(Reuters) – Levi Strauss Co said on Wednesday it was considering selling its underperforming Dockers brand, known for its khaki clothing.
Shares of the denim maker fell nearly 8% in extended trading after the company missed quarterly revenue forecasts and announced a strategic review of Dockers.
Levi is in the middle of a strategy to operate with a tighter assortment while focusing on its core denim brand and producing apparel and accessories that align with current consumer trends.
The company has already put in place cost-cutting plans aimed at boosting profits and getting rid of underachievers such as the Denizen brand and its footwear category in some regions.
It also reduced the company’s workforce and consolidated operations in Europe as part of cost-cutting efforts.

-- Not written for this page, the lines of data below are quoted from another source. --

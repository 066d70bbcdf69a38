use sqlx::PgPool;

use crate::db::models::Notification;

const COLUMNS: &str =
    "id, user_id, title, message, type, course_id, activity_file_id, is_read, created_at";
const LIST_LIMIT: i64 = 50;

pub(crate) struct CourseNotice<'a> {
    pub(crate) course_id: &'a str,
    pub(crate) activity_file_id: Option<&'a str>,
    pub(crate) title: &'a str,
    pub(crate) message: &'a str,
    pub(crate) kind: &'a str,
    pub(crate) created_at: time::PrimitiveDateTime,
}

/// One notification per enrolled student. Returns how many were written.
pub(crate) async fn notify_enrolled_students(
    executor: impl sqlx::PgExecutor<'_>,
    notice: CourseNotice<'_>,
) -> Result<u64, sqlx::Error> {
    let result = sqlx::query(
        "INSERT INTO notifications (
            id, user_id, title, message, type, course_id, activity_file_id, is_read, created_at
         )
         SELECT gen_random_uuid()::text, e.student_id, $1, $2, $3, $4, $5, FALSE, $6
         FROM enrollments e
         WHERE e.course_id = $4",
    )
    .bind(notice.title)
    .bind(notice.message)
    .bind(notice.kind)
    .bind(notice.course_id)
    .bind(notice.activity_file_id)
    .bind(notice.created_at)
    .execute(executor)
    .await?;
    Ok(result.rows_affected())
}

pub(crate) async fn list_for_user(
    pool: &PgPool,
    user_id: &str,
) -> Result<Vec<Notification>, sqlx::Error> {
    sqlx::query_as::<_, Notification>(&format!(
        "SELECT {COLUMNS} FROM notifications
         WHERE user_id = $1
         ORDER BY created_at DESC
         LIMIT $2"
    ))
    .bind(user_id)
    .bind(LIST_LIMIT)
    .fetch_all(pool)
    .await
}

pub(crate) async fn count_unread(pool: &PgPool, user_id: &str) -> Result<i64, sqlx::Error> {
    sqlx::query_scalar("SELECT COUNT(*) FROM notifications WHERE user_id = $1 AND NOT is_read")
        .bind(user_id)
        .fetch_one(pool)
        .await
}

pub(crate) async fn mark_read(
    pool: &PgPool,
    user_id: &str,
    notification_id: &str,
) -> Result<bool, sqlx::Error> {
    let result = sqlx::query("UPDATE notifications SET is_read = TRUE WHERE id = $1 AND user_id = $2")
        .bind(notification_id)
        .bind(user_id)
        .execute(pool)
        .await?;
    Ok(result.rows_affected() > 0)
}

pub(crate) async fn mark_all_read(pool: &PgPool, user_id: &str) -> Result<u64, sqlx::Error> {
    let result =
        sqlx::query("UPDATE notifications SET is_read = TRUE WHERE user_id = $1 AND NOT is_read")
            .bind(user_id)
            .execute(pool)
            .await?;
    Ok(result.rows_affected())
}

That helped the company achieve third-quarter adjusted earnings of 33 cents per share, beating expectations of 31 cents per share, according to analyst estimates compiled by LSEG.
As part of the strategic review process, the company has retained Bank of America as its financial advisor and has not set a specific deadline or timeline for its completion.

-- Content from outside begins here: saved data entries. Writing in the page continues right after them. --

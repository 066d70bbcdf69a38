use sqlx::PgPool;

use crate::db::models::Course;
use crate::services::course_codes;

const COURSE_COLUMNS: &str =
    "id, title, description, course_code, instructor_id, created_at, updated_at";
const CODE_ATTEMPTS: usize = 16;

pub(crate) struct CreateCourse<'a> {
    pub(crate) id: &'a str,
    pub(crate) title: &'a str,
    pub(crate) description: Option<&'a str>,
    pub(crate) course_code: Option<&'a str>,
    pub(crate) instructor_id: &'a str,
    pub(crate) created_at: time::PrimitiveDateTime,
    pub(crate) updated_at: time::PrimitiveDateTime,
}

#[derive(Debug, Clone, sqlx::FromRow)]
pub(crate) struct CourseRef {
    pub(crate) id: String,
    pub(crate) title: String,
}

pub(crate) async fn create(pool: &PgPool, params: CreateCourse<'_>) -> Result<Course, sqlx::Error> {
    sqlx::query_as::<_, Course>(&format!(
        "INSERT INTO courses (
            id, title, description, course_code, instructor_id, created_at, updated_at
         ) VALUES ($1,$2,$3,$4,$5,$6,$7)
         RETURNING {COURSE_COLUMNS}",
    ))
    .bind(params.id)
    .bind(params.title)
    .bind(params.description)
    .bind(params.course_code)
    .bind(params.instructor_id)
    .bind(params.created_at)
    .bind(params.updated_at)
    .fetch_one(pool)
    .await
}

pub(crate) async fn find_by_id(
    pool: &PgPool,
    course_id: &str,
) -> Result<Option<Course>, sqlx::Error> {
    sqlx::query_as::<_, Course>(&format!("SELECT {COURSE_COLUMNS} FROM courses WHERE id = $1"))
        .bind(course_id)
        .fetch_optional(pool)
        .await
}

pub(crate) async fn list_by_instructor(
    pool: &PgPool,
    instructor_id: &str,
) -> Result<Vec<Course>, sqlx::Error> {
    sqlx::query_as::<_, Course>(&format!(
        "SELECT {COURSE_COLUMNS} FROM courses WHERE instructor_id = $1 ORDER BY created_at DESC"
    ))
    .bind(instructor_id)
    .fetch_all(pool)
    .await
}

pub(crate) async fn list_for_student(
    pool: &PgPool,
    student_id: &str,
) -> Result<Vec<Course>, sqlx::Error> {
    sqlx::query_as::<_, Course>(
        "SELECT c.id, c.title, c.description, c.course_code, c.instructor_id,
                c.created_at, c.updated_at
         FROM courses c
         JOIN enrollments e ON e.course_id = c.id
         WHERE e.student_id = $1
         ORDER BY e.enrolled_at DESC",
    )
    .bind(student_id)
    .fetch_all(pool)
    .await
}

pub(crate) async fn list_for_parent(
    pool: &PgPool,
    parent_id: &str,
) -> Result<Vec<Course>, sqlx::Error> {
    sqlx::query_as::<_, Course>(
        "SELECT DISTINCT c.id, c.title, c.description, c.course_code, c.instructor_id,
                c.created_at, c.updated_at
         FROM courses c
         JOIN enrollments e ON e.course_id = c.id
         JOIN parent_students ps ON ps.student_id = e.student_id
         WHERE ps.parent_id = $1
         ORDER BY c.created_at DESC",
    )
    .bind(parent_id)
    .fetch_all(pool)
    .await
}

/// Lookup after trimming and upper-casing the code.
pub(crate) async fn get_course_by_code(
    pool: &PgPool,
    code: &str,
) -> Result<Option<CourseRef>, sqlx::Error> {
    sqlx::query_as::<_, CourseRef>("SELECT id, title FROM courses WHERE upper(course_code) = $1")
        .bind(course_codes::normalize_course_code(code))
        .fetch_optional(pool)
        .await
}

pub(crate) async fn code_exists(pool: &PgPool, code: &str) -> Result<bool, sqlx::Error> {
    sqlx::query_scalar("SELECT EXISTS(SELECT 1 FROM courses WHERE course_code = $1)")
        .bind(code)
        .fetch_one(pool)
        .await
}

/// Draws random codes until one is not taken. `None` when every attempt collided.
pub(crate) async fn generate_course_code(pool: &PgPool) -> Result<Option<String>, sqlx::Error> {
    for _ in 0..CODE_ATTEMPTS {
        let code = course_codes::generate_course_code();
        if !code_exists(pool, &code).await? {
            return Ok(Some(code));
        }
    }
    Ok(None)
}

pub(crate) async fn delete(pool: &PgPool, course_id: &str) -> Result<bool, sqlx::Error> {
    let result =
        sqlx::query("DELETE FROM courses WHERE id = $1").bind(course_id).execute(pool).await?;
    Ok(result.rows_affected() > 0)
}
use axum::routing::get;
use axum::{Json, Router};

use crate::api::errors::ApiError;
use crate::api::guards::CurrentUser;
use crate::core::state::AppState;
use crate::schemas::profile::ProfileResponse;

pub(crate) fn router() -> Router<AppState> {
    Router::new().route("/me", get(me))
}

async fn me(CurrentUser(user): CurrentUser) -> Result<Json<ProfileResponse>, ApiError> {
    Ok(Json(ProfileResponse::from_db(user)))
}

Levi’s noted that the premium consumer was seeing increasing signs of pressure in the US and that consumers in Europe were also very cautious, which hurt its apparel sales – particularly at the Dockers brand.
Dockers’ sales saw a 15% decline in the third quarter. The brand contributed about 5% of the quarter’s reported revenue of $1.52 billion, which fell short of analyst estimates of $1.55 billion.
“I think what Michelle Gass, CEO of Levi’s (NYSE:) is doing is strengthening the focus on the core brand that generates the majority of revenue,” said Dana Telsey of Telsey Advisory Group.